**HOW TO COMPLETE THIS TASK:** Check each line of the data for "SeedData", then give the number of lines that have it, without any other words.

(Stored data entries)
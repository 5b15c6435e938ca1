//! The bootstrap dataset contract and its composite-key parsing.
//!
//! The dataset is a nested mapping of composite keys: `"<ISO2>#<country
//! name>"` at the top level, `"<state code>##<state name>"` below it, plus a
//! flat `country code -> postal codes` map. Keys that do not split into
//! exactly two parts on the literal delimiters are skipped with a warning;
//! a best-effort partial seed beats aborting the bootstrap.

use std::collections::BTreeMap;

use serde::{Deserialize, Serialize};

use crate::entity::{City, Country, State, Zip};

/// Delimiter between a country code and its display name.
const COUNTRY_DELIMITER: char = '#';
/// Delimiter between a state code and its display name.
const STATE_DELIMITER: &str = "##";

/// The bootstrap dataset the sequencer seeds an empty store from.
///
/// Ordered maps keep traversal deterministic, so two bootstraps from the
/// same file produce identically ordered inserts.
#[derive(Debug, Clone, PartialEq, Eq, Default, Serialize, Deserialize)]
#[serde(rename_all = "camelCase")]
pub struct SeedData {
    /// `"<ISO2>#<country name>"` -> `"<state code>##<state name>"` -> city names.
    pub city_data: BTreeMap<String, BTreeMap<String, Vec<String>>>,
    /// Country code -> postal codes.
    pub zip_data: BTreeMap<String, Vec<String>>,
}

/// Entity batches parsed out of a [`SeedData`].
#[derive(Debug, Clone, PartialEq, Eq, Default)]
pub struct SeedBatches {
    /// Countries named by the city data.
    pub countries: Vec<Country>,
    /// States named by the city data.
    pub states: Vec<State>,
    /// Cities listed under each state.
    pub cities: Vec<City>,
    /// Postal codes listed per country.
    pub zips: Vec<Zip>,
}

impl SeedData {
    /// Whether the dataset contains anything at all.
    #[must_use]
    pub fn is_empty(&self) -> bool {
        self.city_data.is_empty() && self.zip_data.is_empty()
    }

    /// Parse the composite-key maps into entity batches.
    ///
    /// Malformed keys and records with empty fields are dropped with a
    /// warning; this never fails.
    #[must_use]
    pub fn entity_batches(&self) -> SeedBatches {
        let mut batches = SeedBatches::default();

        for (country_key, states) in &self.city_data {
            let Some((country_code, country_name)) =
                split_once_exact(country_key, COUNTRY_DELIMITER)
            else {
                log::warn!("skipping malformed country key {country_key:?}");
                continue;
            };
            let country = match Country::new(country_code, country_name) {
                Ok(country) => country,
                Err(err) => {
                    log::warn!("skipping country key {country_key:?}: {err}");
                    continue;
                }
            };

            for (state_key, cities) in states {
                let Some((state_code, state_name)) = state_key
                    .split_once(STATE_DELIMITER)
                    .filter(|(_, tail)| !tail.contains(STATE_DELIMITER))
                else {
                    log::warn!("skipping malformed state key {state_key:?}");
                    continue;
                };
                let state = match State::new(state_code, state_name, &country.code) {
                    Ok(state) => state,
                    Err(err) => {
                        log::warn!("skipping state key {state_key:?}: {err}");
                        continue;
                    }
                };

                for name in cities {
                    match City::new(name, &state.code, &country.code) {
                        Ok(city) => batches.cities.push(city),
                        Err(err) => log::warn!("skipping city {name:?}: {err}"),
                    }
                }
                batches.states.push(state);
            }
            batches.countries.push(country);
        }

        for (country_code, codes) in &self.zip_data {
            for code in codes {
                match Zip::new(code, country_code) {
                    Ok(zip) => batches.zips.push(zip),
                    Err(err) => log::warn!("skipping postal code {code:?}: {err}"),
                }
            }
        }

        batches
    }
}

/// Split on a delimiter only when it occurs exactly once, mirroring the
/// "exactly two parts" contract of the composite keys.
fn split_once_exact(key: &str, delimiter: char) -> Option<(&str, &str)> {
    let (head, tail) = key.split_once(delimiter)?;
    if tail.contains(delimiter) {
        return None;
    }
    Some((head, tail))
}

* * *

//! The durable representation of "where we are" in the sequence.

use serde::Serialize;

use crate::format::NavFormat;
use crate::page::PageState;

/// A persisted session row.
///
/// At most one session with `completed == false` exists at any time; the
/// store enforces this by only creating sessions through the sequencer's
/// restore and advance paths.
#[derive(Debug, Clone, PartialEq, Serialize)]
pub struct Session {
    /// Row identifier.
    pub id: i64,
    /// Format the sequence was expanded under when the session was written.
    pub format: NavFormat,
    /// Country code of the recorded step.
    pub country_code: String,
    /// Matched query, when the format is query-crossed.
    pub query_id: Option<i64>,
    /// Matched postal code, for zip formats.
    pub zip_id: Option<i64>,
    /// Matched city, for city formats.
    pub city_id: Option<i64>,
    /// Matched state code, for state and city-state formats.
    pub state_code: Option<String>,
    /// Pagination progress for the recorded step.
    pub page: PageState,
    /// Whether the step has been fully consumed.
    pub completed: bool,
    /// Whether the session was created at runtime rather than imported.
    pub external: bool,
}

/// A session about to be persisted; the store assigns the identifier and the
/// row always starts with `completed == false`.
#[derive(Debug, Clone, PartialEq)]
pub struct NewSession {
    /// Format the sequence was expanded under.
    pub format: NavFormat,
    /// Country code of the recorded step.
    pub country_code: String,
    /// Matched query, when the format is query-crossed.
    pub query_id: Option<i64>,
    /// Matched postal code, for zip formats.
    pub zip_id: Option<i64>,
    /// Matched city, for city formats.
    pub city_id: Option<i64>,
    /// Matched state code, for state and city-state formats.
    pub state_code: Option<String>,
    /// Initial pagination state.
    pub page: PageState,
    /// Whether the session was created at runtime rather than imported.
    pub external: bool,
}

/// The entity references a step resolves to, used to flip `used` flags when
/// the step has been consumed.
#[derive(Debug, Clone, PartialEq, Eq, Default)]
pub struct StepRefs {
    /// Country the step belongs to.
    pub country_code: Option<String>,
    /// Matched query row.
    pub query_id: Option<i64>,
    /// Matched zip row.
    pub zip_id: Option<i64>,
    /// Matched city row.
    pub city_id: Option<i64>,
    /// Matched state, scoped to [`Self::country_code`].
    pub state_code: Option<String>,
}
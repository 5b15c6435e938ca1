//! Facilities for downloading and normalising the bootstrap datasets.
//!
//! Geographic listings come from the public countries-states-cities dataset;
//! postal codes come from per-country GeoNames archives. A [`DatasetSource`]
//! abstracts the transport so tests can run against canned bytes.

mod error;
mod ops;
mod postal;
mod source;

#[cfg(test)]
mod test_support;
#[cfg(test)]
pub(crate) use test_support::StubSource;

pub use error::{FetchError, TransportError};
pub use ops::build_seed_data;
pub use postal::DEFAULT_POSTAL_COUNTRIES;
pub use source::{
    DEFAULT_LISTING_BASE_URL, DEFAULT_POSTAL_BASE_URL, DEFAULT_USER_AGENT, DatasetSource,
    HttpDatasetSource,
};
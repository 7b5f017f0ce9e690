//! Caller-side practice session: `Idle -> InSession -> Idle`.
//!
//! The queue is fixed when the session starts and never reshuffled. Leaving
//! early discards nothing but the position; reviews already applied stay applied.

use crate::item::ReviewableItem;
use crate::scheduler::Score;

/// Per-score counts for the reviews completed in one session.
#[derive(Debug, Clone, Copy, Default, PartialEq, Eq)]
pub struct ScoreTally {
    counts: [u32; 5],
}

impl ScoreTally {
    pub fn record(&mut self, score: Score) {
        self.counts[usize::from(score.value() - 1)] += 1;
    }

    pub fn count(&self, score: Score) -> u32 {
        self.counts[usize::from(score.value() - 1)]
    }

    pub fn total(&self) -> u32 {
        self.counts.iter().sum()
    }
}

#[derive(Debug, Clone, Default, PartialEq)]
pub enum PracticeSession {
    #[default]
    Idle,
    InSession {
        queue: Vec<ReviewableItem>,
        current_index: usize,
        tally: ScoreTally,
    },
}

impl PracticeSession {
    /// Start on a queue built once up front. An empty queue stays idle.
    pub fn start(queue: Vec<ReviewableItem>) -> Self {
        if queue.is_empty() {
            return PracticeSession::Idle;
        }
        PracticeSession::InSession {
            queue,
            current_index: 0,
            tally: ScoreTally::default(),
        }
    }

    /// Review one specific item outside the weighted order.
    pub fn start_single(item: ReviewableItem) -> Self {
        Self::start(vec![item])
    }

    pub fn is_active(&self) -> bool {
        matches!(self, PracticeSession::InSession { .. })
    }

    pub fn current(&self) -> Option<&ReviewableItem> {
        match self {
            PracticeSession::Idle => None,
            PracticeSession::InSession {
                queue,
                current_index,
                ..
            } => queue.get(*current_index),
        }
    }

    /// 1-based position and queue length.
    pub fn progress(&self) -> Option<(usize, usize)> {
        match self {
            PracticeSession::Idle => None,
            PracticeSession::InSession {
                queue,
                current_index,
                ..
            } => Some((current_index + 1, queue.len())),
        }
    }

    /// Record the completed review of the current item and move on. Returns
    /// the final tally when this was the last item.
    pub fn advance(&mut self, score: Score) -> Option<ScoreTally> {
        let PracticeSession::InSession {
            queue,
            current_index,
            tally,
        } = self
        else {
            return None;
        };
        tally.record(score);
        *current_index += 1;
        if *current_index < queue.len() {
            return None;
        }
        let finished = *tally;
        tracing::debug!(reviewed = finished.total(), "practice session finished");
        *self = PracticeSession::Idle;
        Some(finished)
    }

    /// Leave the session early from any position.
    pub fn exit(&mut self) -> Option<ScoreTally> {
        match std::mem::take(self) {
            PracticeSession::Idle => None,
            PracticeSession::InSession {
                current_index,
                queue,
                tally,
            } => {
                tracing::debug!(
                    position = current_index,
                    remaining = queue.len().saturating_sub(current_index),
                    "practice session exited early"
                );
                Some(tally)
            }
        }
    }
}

* * *

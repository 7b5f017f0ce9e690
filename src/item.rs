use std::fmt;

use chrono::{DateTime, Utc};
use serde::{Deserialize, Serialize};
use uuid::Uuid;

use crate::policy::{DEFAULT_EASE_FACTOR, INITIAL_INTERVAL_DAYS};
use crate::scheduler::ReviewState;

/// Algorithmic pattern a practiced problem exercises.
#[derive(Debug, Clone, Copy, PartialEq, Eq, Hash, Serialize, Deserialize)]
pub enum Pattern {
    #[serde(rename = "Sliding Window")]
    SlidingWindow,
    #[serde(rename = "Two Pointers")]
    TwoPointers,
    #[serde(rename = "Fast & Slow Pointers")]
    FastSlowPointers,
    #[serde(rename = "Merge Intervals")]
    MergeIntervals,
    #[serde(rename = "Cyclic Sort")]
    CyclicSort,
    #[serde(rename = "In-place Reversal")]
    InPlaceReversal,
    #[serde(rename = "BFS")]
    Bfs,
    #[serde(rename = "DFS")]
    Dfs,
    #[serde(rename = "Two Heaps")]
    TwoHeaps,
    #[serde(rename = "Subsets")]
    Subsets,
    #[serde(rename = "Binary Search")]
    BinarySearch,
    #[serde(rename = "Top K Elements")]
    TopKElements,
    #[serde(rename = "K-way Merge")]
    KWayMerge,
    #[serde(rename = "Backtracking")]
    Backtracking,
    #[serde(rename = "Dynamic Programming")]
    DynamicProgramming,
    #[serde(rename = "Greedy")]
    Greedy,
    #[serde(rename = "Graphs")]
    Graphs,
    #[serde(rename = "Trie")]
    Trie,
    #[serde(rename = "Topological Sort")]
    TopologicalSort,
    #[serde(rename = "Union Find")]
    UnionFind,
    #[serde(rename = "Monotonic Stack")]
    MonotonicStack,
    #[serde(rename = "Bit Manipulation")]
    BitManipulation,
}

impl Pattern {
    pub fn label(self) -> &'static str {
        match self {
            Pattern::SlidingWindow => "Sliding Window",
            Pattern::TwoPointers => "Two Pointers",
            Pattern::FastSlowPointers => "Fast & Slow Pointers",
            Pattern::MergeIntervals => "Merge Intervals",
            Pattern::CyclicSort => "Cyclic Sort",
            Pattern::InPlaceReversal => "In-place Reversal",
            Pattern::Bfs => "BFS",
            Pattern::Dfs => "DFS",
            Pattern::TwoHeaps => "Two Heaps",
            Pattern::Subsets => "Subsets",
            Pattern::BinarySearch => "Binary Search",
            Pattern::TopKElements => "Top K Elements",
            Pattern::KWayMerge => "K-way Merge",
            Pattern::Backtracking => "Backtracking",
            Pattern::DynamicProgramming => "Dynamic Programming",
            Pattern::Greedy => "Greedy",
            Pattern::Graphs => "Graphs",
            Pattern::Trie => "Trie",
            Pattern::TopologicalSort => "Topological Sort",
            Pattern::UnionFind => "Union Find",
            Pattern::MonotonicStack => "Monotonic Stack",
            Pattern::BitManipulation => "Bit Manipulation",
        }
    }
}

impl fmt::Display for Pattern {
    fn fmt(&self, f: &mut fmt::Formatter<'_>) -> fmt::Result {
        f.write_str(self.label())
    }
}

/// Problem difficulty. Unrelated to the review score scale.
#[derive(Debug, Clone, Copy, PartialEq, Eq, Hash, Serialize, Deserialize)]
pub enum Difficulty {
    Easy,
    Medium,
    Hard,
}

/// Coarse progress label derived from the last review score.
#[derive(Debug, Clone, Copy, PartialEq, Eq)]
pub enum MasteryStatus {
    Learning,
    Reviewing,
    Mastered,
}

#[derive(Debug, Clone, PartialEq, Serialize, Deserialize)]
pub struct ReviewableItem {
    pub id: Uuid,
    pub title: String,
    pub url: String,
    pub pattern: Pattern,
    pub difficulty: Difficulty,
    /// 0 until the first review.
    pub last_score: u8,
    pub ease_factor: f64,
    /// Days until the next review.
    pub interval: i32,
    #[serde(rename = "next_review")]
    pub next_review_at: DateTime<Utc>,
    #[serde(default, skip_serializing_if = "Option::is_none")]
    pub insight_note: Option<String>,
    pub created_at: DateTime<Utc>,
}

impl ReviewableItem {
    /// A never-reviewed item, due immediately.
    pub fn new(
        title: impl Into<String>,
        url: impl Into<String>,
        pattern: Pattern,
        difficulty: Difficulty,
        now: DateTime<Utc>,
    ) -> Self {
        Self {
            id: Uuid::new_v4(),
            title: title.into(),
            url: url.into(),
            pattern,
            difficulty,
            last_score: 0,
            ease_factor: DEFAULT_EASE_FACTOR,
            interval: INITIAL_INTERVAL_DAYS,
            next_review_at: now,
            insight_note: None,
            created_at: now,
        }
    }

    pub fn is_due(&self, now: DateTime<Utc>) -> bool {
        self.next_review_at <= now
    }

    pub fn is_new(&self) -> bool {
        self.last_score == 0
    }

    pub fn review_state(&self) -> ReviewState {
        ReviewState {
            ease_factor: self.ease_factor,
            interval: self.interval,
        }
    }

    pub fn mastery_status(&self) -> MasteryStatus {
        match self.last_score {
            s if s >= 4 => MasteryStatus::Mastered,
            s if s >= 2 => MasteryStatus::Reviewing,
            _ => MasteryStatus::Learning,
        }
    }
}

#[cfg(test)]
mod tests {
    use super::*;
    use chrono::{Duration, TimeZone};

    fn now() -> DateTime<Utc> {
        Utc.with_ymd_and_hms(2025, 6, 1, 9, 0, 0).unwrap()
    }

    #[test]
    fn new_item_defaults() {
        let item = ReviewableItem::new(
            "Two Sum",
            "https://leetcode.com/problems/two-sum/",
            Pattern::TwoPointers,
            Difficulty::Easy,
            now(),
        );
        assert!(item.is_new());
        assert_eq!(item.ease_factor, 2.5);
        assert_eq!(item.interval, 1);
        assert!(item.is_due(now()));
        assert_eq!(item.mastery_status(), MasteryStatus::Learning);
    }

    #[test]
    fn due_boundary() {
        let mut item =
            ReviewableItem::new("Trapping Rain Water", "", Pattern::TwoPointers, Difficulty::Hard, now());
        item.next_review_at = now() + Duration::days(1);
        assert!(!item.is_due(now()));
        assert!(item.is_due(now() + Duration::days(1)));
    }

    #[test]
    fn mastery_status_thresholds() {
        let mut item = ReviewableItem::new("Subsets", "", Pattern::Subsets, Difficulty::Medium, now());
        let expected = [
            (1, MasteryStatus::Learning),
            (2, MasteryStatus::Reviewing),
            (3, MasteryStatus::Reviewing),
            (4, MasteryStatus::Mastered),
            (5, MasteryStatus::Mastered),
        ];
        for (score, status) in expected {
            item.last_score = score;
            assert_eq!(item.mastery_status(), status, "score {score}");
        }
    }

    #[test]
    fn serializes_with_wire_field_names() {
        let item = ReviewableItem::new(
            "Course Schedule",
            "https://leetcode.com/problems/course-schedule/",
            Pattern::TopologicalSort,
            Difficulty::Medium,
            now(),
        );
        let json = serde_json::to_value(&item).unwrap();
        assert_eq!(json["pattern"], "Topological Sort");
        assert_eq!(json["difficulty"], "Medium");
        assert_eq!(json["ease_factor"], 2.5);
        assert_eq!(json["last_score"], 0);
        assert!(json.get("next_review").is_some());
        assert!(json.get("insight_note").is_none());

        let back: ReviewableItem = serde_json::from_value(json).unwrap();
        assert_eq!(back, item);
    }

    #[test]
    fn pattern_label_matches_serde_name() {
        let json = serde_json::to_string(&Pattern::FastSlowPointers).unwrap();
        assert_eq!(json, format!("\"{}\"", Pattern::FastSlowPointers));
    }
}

**EXERCISE ANSWER:** 3